This weekend the world celebrated World Water Day – a reminder of how crucial it is for us to protect and defend our waterways and ensure we can all have access to clean, safe water – a human right, recognised by the United Nations.
However, over the past few weeks here in Mexico we have had little reason to celebrate as the country faces one of the biggest threats to its waterways for years – the Ley General de Aguas. This new piece of legislation, introduced to the house of representatives on the 4th of March, is a far cry from its original goal: to ensure fair access to safe, clean water for all.
This is a law that puts profits before people.

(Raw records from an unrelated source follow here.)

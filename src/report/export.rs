//! Solve result export

use std::path::Path;

use anyhow::{Context, Result};
use chrono::Utc;
use serde::Serialize;

use crate::pipeline::solver::{SlimConfig, SolveOutcome, SolverConfig};

use super::summary::ModelSummary;

/// Metadata about the run
#[derive(Debug, Serialize)]
pub struct RunMetadata {
    /// Timestamp of the run (ISO 8601 format)
    pub timestamp: String,
    pub slimip_version: String,
    /// Training data file
    pub data_file: String,
    /// MPS file the formulation was read from or written to
    #[serde(skip_serializing_if = "Option::is_none")]
    pub instance_file: Option<String>,
    #[serde(skip_serializing_if = "Option::is_none")]
    pub weight_column: Option<String>,
}

/// Complete record of one solve
#[derive(Debug, Serialize)]
pub struct SlimRunExport {
    pub metadata: RunMetadata,
    /// Formulation parameters, when the formulation was built in this run
    #[serde(skip_serializing_if = "Option::is_none")]
    pub slim_config: Option<SlimConfig>,
    pub solver_config: SolverConfig,
    pub status: String,
    #[serde(skip_serializing_if = "Option::is_none")]
    pub message: Option<String>,
    pub objective_value: Option<f64>,
    pub solve_time_ms: Option<u64>,
    /// Whether the assignment passed every invariant check
    pub verified: bool,
    pub summary: Option<ModelSummary>,
}

/// Parameters for the export metadata
pub struct ExportParams<'a> {
    pub data_file: &'a str,
    pub instance_file: Option<&'a str>,
    pub weight_column: Option<&'a str>,
    pub slim_config: Option<&'a SlimConfig>,
    pub solver_config: &'a SolverConfig,
}

impl SlimRunExport {
    pub fn new(
        outcome: &SolveOutcome,
        summary: Option<&ModelSummary>,
        verified: bool,
        params: &ExportParams,
    ) -> Self {
        let result = outcome.result();
        let message = match outcome {
            SolveOutcome::NoSolution(message) => Some(message.clone()),
            _ => None,
        };

        Self {
            metadata: RunMetadata {
                timestamp: Utc::now().to_rfc3339(),
                slimip_version: env!("CARGO_PKG_VERSION").to_string(),
                data_file: params.data_file.to_string(),
                instance_file: params.instance_file.map(String::from),
                weight_column: params.weight_column.map(String::from),
            },
            slim_config: params.slim_config.copied(),
            solver_config: params.solver_config.clone(),
            status: outcome.status().to_string(),
            message,
            objective_value: result.map(|r| r.objective_value),
            solve_time_ms: result.map(|r| r.solve_time_ms),
            verified,
            summary: summary.cloned(),
        }
    }
}

/// Export solve results to a JSON file
///
/// # Arguments
/// * `outcome` - What the solver reported
/// * `summary` - Training performance of the verified model, if any
/// * `verified` - Whether the assignment passed verification
/// * `output_path` - Path to write the JSON file
/// * `params` - Export parameters for metadata
pub fn export_results(
    outcome: &SolveOutcome,
    summary: Option<&ModelSummary>,
    verified: bool,
    output_path: &Path,
    params: &ExportParams,
) -> Result<()> {
    let export = SlimRunExport::new(outcome, summary, verified, params);

    let json = serde_json::to_string_pretty(&export)
        .context("Failed to serialize results to JSON")?;

    std::fs::write(output_path, json)
        .with_context(|| format!("Failed to write results to {}", output_path.display()))?;

    Ok(())
}

#[cfg(test)]
mod tests {
    use super::*;
    use crate::pipeline::solver::{SolveStatus, SolverResult};

    fn params(solver_config: &SolverConfig) -> ExportParams<'_> {
        ExportParams {
            data_file: "train.csv",
            instance_file: Some("train.mps"),
            weight_column: None,
            slim_config: None,
            solver_config,
        }
    }

    #[test]
    fn test_export_solved_outcome() {
        let solver_config = SolverConfig::default();
        let outcome = SolveOutcome::Solved(SolverResult {
            status: SolveStatus::Optimal,
            values: vec![0.0, 1.0],
            objective_value: 0.25,
            solve_time_ms: 12,
        });

        let dir = tempfile::tempdir().unwrap();
        let path = dir.path().join("results.json");
        export_results(&outcome, None, true, &path, &params(&solver_config)).unwrap();

        let json: serde_json::Value =
            serde_json::from_str(&std::fs::read_to_string(&path).unwrap()).unwrap();
        assert_eq!(json["status"], "optimal");
        assert_eq!(json["objective_value"], 0.25);
        assert_eq!(json["verified"], true);
        assert_eq!(json["metadata"]["data_file"], "train.csv");
        assert!(json["metadata"].get("weight_column").is_none());
        assert!(json.get("slim_config").is_none());
    }

    #[test]
    fn test_export_time_limited_incumbent() {
        let solver_config = SolverConfig::default();
        let outcome = SolveOutcome::Solved(SolverResult {
            status: SolveStatus::TimeLimit,
            values: vec![0.0, 2.0],
            objective_value: 0.5,
            solve_time_ms: 300_000,
        });
        let export = SlimRunExport::new(&outcome, None, true, &params(&solver_config));
        assert_eq!(export.status, "time_limit");
        assert_eq!(export.objective_value, Some(0.5));
        assert!(export.message.is_none());
    }

    #[test]
    fn test_export_no_solution_keeps_message() {
        let solver_config = SolverConfig::default();
        let outcome = SolveOutcome::NoSolution("time limit".to_string());
        let export = SlimRunExport::new(&outcome, None, false, &params(&solver_config));
        assert_eq!(export.status, "no_solution");
        assert_eq!(export.message.as_deref(), Some("time limit"));
        assert!(export.objective_value.is_none());
    }
}
//! SLIM as a Mixed Integer Program
//!
//! Builds the SLIM formulation from a dataset and a coefficient set, solves
//! it with HiGHS via good_lp, and checks the solver's assignment against every
//! modeled invariant. The formulation itself is solver-agnostic (`MipSpec`)
//! and can be written to free-format MPS for any other MIP solver.

pub mod bounds;
pub mod formulation;
pub mod info;
mod model;
pub mod mps;
pub mod problem;
pub mod verify;

use serde::{Deserialize, Serialize};

pub use bounds::prepare_coefficients;
pub use formulation::{build_formulation, Formulation};
pub use info::{CountBounds, GroupRange, SlimInfo, VarGroup, VariableLayout};
pub use model::solve_formulation;
pub use problem::{Domain, LinearConstraint, MipSpec, Objective, ObjectiveSense, Sense, VariableSpec};
pub use verify::{assignment_from_coefficients, verify_solution, VerifiedSolution};

/// Parameters of the SLIM formulation
#[derive(Debug, Clone, Copy, PartialEq, Serialize, Deserialize)]
pub struct SlimConfig {
    /// Coefficients are bounded by `[-max_coef, max_coef]`
    pub max_coef: f64,
    /// Intercept bound; `None` computes the range from the data
    pub max_offset: Option<f64>,
    /// L0 penalty; `None` uses `0.9 / (N * P)`, user values are clipped to 1
    pub c0: Option<f64>,
    /// L1 penalty; `None` uses the tie-breaking default, `Some(0.0)` disables it
    pub c1: Option<f64>,
    /// Minimum margin for a sample to count as correctly classified
    pub epsilon: f64,
    pub w_pos: f64,
    pub w_neg: f64,
    pub l0_min: usize,
    /// Model size limit; `None` allows every L0-eligible coefficient
    pub l0_max: Option<usize>,
    /// Error budgets as fractions of `N`, `N_pos` and `N_neg`
    pub err_min: f64,
    pub err_max: f64,
    pub pos_err_min: f64,
    pub pos_err_max: f64,
    pub neg_err_min: f64,
    pub neg_err_max: f64,
}

impl Default for SlimConfig {
    fn default() -> Self {
        Self {
            max_coef: 10.0,
            max_offset: None,
            c0: None,
            c1: None,
            epsilon: 0.001,
            w_pos: 1.0,
            w_neg: 1.0,
            l0_min: 0,
            l0_max: None,
            err_min: 0.0,
            err_max: 1.0,
            pos_err_min: 0.0,
            pos_err_max: 1.0,
            neg_err_min: 0.0,
            neg_err_max: 1.0,
        }
    }
}

/// Configuration for the MIP solver
#[derive(Debug, Clone, PartialEq, Serialize, Deserialize)]
pub struct SolverConfig {
    /// Maximum time allowed for the solver (seconds); `None` means no limit
    pub timeout_seconds: Option<u64>,
    /// Relative MIP gap - solver stops when gap falls below this
    pub gap_tolerance: f64,
    pub random_seed: i32,
    pub threads: i32,
}

impl Default for SolverConfig {
    fn default() -> Self {
        Self {
            timeout_seconds: Some(300),
            gap_tolerance: 0.0,
            random_seed: 0,
            threads: 1,
        }
    }
}

/// How a solve that produced an assignment ended
#[derive(Debug, Clone, Copy, PartialEq, Eq, Serialize, Deserialize)]
#[serde(rename_all = "snake_case")]
pub enum SolveStatus {
    /// Proven optimal within the gap tolerance
    Optimal,
    /// Time limit reached with an incumbent
    TimeLimit,
    /// Stopped on the relative gap limit
    GapLimit,
}

impl SolveStatus {
    pub fn as_str(self) -> &'static str {
        match self {
            SolveStatus::Optimal => "optimal",
            SolveStatus::TimeLimit => "time_limit",
            SolveStatus::GapLimit => "gap_limit",
        }
    }
}

/// Values returned by a successful solve
#[derive(Debug, Clone, PartialEq)]
pub struct SolverResult {
    pub status: SolveStatus,
    /// One value per variable, in `MipSpec` order
    pub values: Vec<f64>,
    pub objective_value: f64,
    /// Time taken to solve (milliseconds)
    pub solve_time_ms: u64,
}

/// What the solver reported. Every variant is a valid result.
#[derive(Debug, Clone, PartialEq)]
pub enum SolveOutcome {
    Solved(SolverResult),
    Infeasible,
    Unbounded,
    NoSolution(String),
}

impl SolveOutcome {
    pub fn status(&self) -> &'static str {
        match self {
            SolveOutcome::Solved(result) => result.status.as_str(),
            SolveOutcome::Infeasible => "infeasible",
            SolveOutcome::Unbounded => "unbounded",
            SolveOutcome::NoSolution(_) => "no_solution",
        }
    }

    pub fn result(&self) -> Option<&SolverResult> {
        match self {
            SolveOutcome::Solved(result) => Some(result),
            _ => None,
        }
    }
}
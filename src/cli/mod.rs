//! CLI module - argument parsing and subcommand runners

mod args;
pub mod create;
pub mod solve;

pub use args::{Cli, Commands, CreateArgs, FitArgs, FormulationArgs, SolveArgs, SolverArgs};
pub use create::run_create;
pub use solve::{run_fit, run_solve};
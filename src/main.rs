//! slimip: SLIM scoring system CLI tool
//!
//! Creates SLIM instances as MPS files, solves them with HiGHS and prints
//! the verified scorecard.

use anyhow::Result;
use clap::Parser;

use slimip::cli::{run_create, run_fit, run_solve, Cli, Commands};
use slimip::utils::init_logging;

fn main() -> Result<()> {
    let cli = Cli::parse();
    init_logging(cli.log.as_deref(), cli.silent)?;

    match &cli.command {
        Commands::Create(args) => run_create(args),
        Commands::Solve(args) => run_solve(args),
        Commands::Fit(args) => run_fit(args),
    }
}
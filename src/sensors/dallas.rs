//! DS18B20 probe on its own one-wire bus.
//!
//! Thin wrapper over `one_wire_bus::OneWire` and `ds18b20::Ds18b20`.  Each
//! bus carries one probe; its ROM address is found by search the first time
//! the bus answers, and the configured resolution is written to it then.
//! A probe that stops answering is forgotten and searched for again on the
//! next conversion request, so a replugged probe comes back on its own.

use core::fmt::Debug;

use ds18b20::{Ds18b20, Resolution};
use embedded_hal_p2::blocking::delay::{DelayMs, DelayUs};
use embedded_hal_p2::digital::v2::{InputPin, OutputPin};
use log::{info, warn};
use one_wire_bus::{OneWire, OneWireError};

use crate::app::ports::TemperatureProbe;
use crate::error::SensorError;

/// Alarm registers are unused; write back the power-on values.
const ALARM_LOW_C: i8 = 70;
const ALARM_HIGH_C: i8 = 75;

/// Resolution for a 9-12-bit setting; out-of-range values clamp.
pub fn resolution(bits: u8) -> Resolution {
    match bits {
        0..=9 => Resolution::Bits9,
        10 => Resolution::Bits10,
        11 => Resolution::Bits11,
        _ => Resolution::Bits12,
    }
}

fn sensor_error<E>(e: OneWireError<E>) -> SensorError {
    match e {
        OneWireError::CrcMismatch => SensorError::CrcMismatch,
        OneWireError::PinError(_) => SensorError::PinFault,
        _ => SensorError::BusFault,
    }
}

pub struct DallasProbe<P, D> {
    name: &'static str,
    bus: OneWire<P>,
    delay: D,
    resolution: Resolution,
    sensor: Option<Ds18b20>,
}

impl<P, E, D> DallasProbe<P, D>
where
    P: InputPin<Error = E> + OutputPin<Error = E>,
    E: Debug,
    D: DelayUs<u16> + DelayMs<u16>,
{
    /// Wrap `bus` and try to attach its probe.  A missing probe is not an
    /// error here; it is retried on every conversion request.
    pub fn new(name: &'static str, bus: OneWire<P>, delay: D, resolution_bits: u8) -> Self {
        let mut probe = Self {
            name,
            bus,
            delay,
            resolution: resolution(resolution_bits),
            sensor: None,
        };
        if let Err(e) = probe.attach() {
            warn!("{name} probe: not attached ({e}), will retry");
        }
        probe
    }

    pub fn is_attached(&self) -> bool {
        self.sensor.is_some()
    }

    /// Worst-case conversion time at the configured resolution.
    pub fn conversion_time_ms(&self) -> u16 {
        self.resolution.max_measurement_time_millis()
    }

    fn attach(&mut self) -> Result<(), SensorError> {
        let mut found = None;
        for address in self.bus.devices(false, &mut self.delay) {
            let address = address.map_err(sensor_error)?;
            if address.family_code() == ds18b20::FAMILY_CODE {
                found = Some(address);
                break;
            }
        }
        let address = found.ok_or(SensorError::NoPresence)?;

        let sensor = Ds18b20::new::<E>(address).map_err(sensor_error)?;
        sensor
            .set_config(
                ALARM_LOW_C,
                ALARM_HIGH_C,
                self.resolution,
                &mut self.bus,
                &mut self.delay,
            )
            .map_err(sensor_error)?;
        info!("{} probe: DS18B20 {:016X} attached", self.name, address.0);
        self.sensor = Some(sensor);
        Ok(())
    }
}

impl<P, E, D> TemperatureProbe for DallasProbe<P, D>
where
    P: InputPin<Error = E> + OutputPin<Error = E>,
    E: Debug,
    D: DelayUs<u16> + DelayMs<u16>,
{
    fn request_conversion(&mut self) -> Result<(), SensorError> {
        if self.sensor.is_none() {
            self.attach()?;
        }
        let Some(sensor) = &self.sensor else {
            return Err(SensorError::NoPresence);
        };
        sensor
            .start_temp_measurement(&mut self.bus, &mut self.delay)
            .map_err(sensor_error)
    }

    fn last_celsius(&mut self) -> Result<f32, SensorError> {
        let Some(sensor) = &self.sensor else {
            return Err(SensorError::NoPresence);
        };
        match sensor.read_data(&mut self.bus, &mut self.delay) {
            Ok(data) => Ok(data.temperature),
            Err(e) => {
                self.sensor = None;
                Err(sensor_error(e))
            }
        }
    }
}
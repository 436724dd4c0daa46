//! Port traits: the boundary between the control loop and the outside world.
//!
//! ```text
//!   Adapter ──▶ Port trait ──▶ AppService (domain)
//! ```
//!
//! Probes, actuators, clocks and event sinks implement these traits.  The
//! [`AppService`](super::service::AppService) consumes them via generics,
//! so the loop never touches hardware directly and runs unchanged against
//! the mocks in `tests/`.

use crate::error::SensorError;

// ───────────────────────────────────────────────────────────────
// Temperature probe (driven adapter: hardware → domain)
// ───────────────────────────────────────────────────────────────

/// One temperature probe with an asynchronous conversion.
///
/// A conversion takes an implementation-defined time; the value returned
/// by [`last_celsius`](Self::last_celsius) is the result of the *previous*
/// [`request_conversion`](Self::request_conversion).
pub trait TemperatureProbe {
    /// Kick off a new conversion.  Must not wait for it to finish.
    fn request_conversion(&mut self) -> Result<(), SensorError>;

    /// Most recently completed conversion, in degrees Celsius.
    fn last_celsius(&mut self) -> Result<f32, SensorError>;
}

// ───────────────────────────────────────────────────────────────
// Actuator port (driven adapter: domain → hardware)
// ───────────────────────────────────────────────────────────────

/// The two indicator LEDs.
#[derive(Debug, Clone, Copy, PartialEq, Eq)]
pub enum Led {
    /// Thermal state.
    Red,
    /// Host link state.
    Green,
}

/// Write-side port: PWM outputs and indicator LEDs.
pub trait ActuatorPort {
    /// Heater 1 duty, 0–255.
    fn set_heater1(&mut self, duty: u8);

    /// Heater 2 duty, 0–255.
    fn set_heater2(&mut self, duty: u8);

    /// Cooler fan duty, 0–255.
    fn set_cooler(&mut self, duty: u8);

    /// Level the LED output is currently driven to.
    fn led(&mut self, led: Led) -> bool;

    fn set_led(&mut self, led: Led, on: bool);
}

// ───────────────────────────────────────────────────────────────
// Clock
// ───────────────────────────────────────────────────────────────

/// Monotonic millisecond counter.  Wraps after ~49 days; every consumer
/// compares timestamps with `wrapping_sub`.
pub trait Clock {
    fn now_ms(&self) -> u32;
}

// ───────────────────────────────────────────────────────────────
// Event sink port (driven adapter: domain → logging / telemetry)
// ───────────────────────────────────────────────────────────────

/// The domain emits structured [`AppEvent`](super::events::AppEvent)s
/// through this port.  Adapters decide where they go.
pub trait EventSink {
    fn emit(&mut self, event: &super::events::AppEvent);
}
//! Integration test driver for `tests/integration/` submodule.
//!
//! Each `mod` below maps to a file that exercises a specific subsystem
//! against mock adapters.  All tests run on the host (x86_64) with no
//! real hardware required.

mod app_service_tests;
mod mock_hw;
mod protocol_link_tests;
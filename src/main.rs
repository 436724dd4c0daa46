//! TeCoLab firmware entry point
//!
//! ```text
//! ┌────────────────────────────────────────────────────────────────┐
//! │                      Adapters (outer ring)                     │
//! │                                                                │
//! │  HardwareAdapter   LogEventSink   UartTransport   Esp32Time    │
//! │  (ActuatorPort)    (EventSink)    (Transport)     (Clock)      │
//! │                                                                │
//! │  ──────────────── Port Trait Boundary ───────────────────      │
//! │                                                                │
//! │  ┌────────────────────────────────────────────────────────┐    │
//! │  │              AppService (pure logic)                   │    │
//! │  │  Protocol · Link · Probes · Safety over RegisterFile   │    │
//! │  └────────────────────────────────────────────────────────┘    │
//! └────────────────────────────────────────────────────────────────┘
//! ```
#![deny(unused_must_use)]

use anyhow::Result;
use esp_idf_svc::hal::delay::FreeRtos;
use esp_idf_svc::hal::peripherals::Peripherals;
use log::info;

use tecolab::adapters::log_sink::LogEventSink;
use tecolab::adapters::time::Esp32TimeAdapter;
use tecolab::adapters::uart::UartTransport;
use tecolab::app::ports::Clock;
use tecolab::app::service::AppService;
use tecolab::config::SystemConfig;
use tecolab::drivers::hw_init::{self, Board};
use tecolab::drivers::watchdog::Watchdog;
use tecolab::error::Error;

/// The loop cycles every few milliseconds; anything near this is a hang.
const WATCHDOG_TIMEOUT_MS: u32 = 5_000;

fn main() -> Result<()> {
    // ── 1. ESP-IDF bootstrap ──────────────────────────────────
    esp_idf_svc::sys::link_patches();
    esp_idf_logger::init()?;

    info!("╔══════════════════════════════════════╗");
    info!("║  TeCoLab v{}                         ║", env!("CARGO_PKG_VERSION"));
    info!("╚══════════════════════════════════════╝");

    // ── 2. Configuration ──────────────────────────────────────
    let config = SystemConfig::default();
    config.validate()?;

    // ── 3. Hardware ───────────────────────────────────────────
    let peripherals = Peripherals::take()?;
    let Board {
        mut hardware,
        probes,
        uart,
    } = hw_init::init_board(peripherals, &config).map_err(Error::from)?;
    let mut transport = UartTransport::new(uart);
    let clock = Esp32TimeAdapter::new();
    let watchdog = Watchdog::new(WATCHDOG_TIMEOUT_MS);

    // ── 4. Application core ───────────────────────────────────
    let mut sink = LogEventSink::new();
    let mut app = AppService::new(&config, probes);
    app.start(&mut sink);

    // ── 5. Control loop ───────────────────────────────────────
    loop {
        app.tick(clock.now_ms(), &mut transport, &mut hardware, &mut sink);
        watchdog.feed();
        // Let the idle task run.
        FreeRtos::delay_ms(1);
    }
}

The Detox campaign has been working for years to create a toxic-free future and we have seen just what is possible, witnessing; transformational change in the fashion sector. However, instead of securing this progress, the new Ley General de Aguas would allow companies to freely pollute Mexico’s rivers, determining ‘acceptable levels’ of hazardous chemicals, allowing companies to self-regulate and even making pollution affordable with small fines.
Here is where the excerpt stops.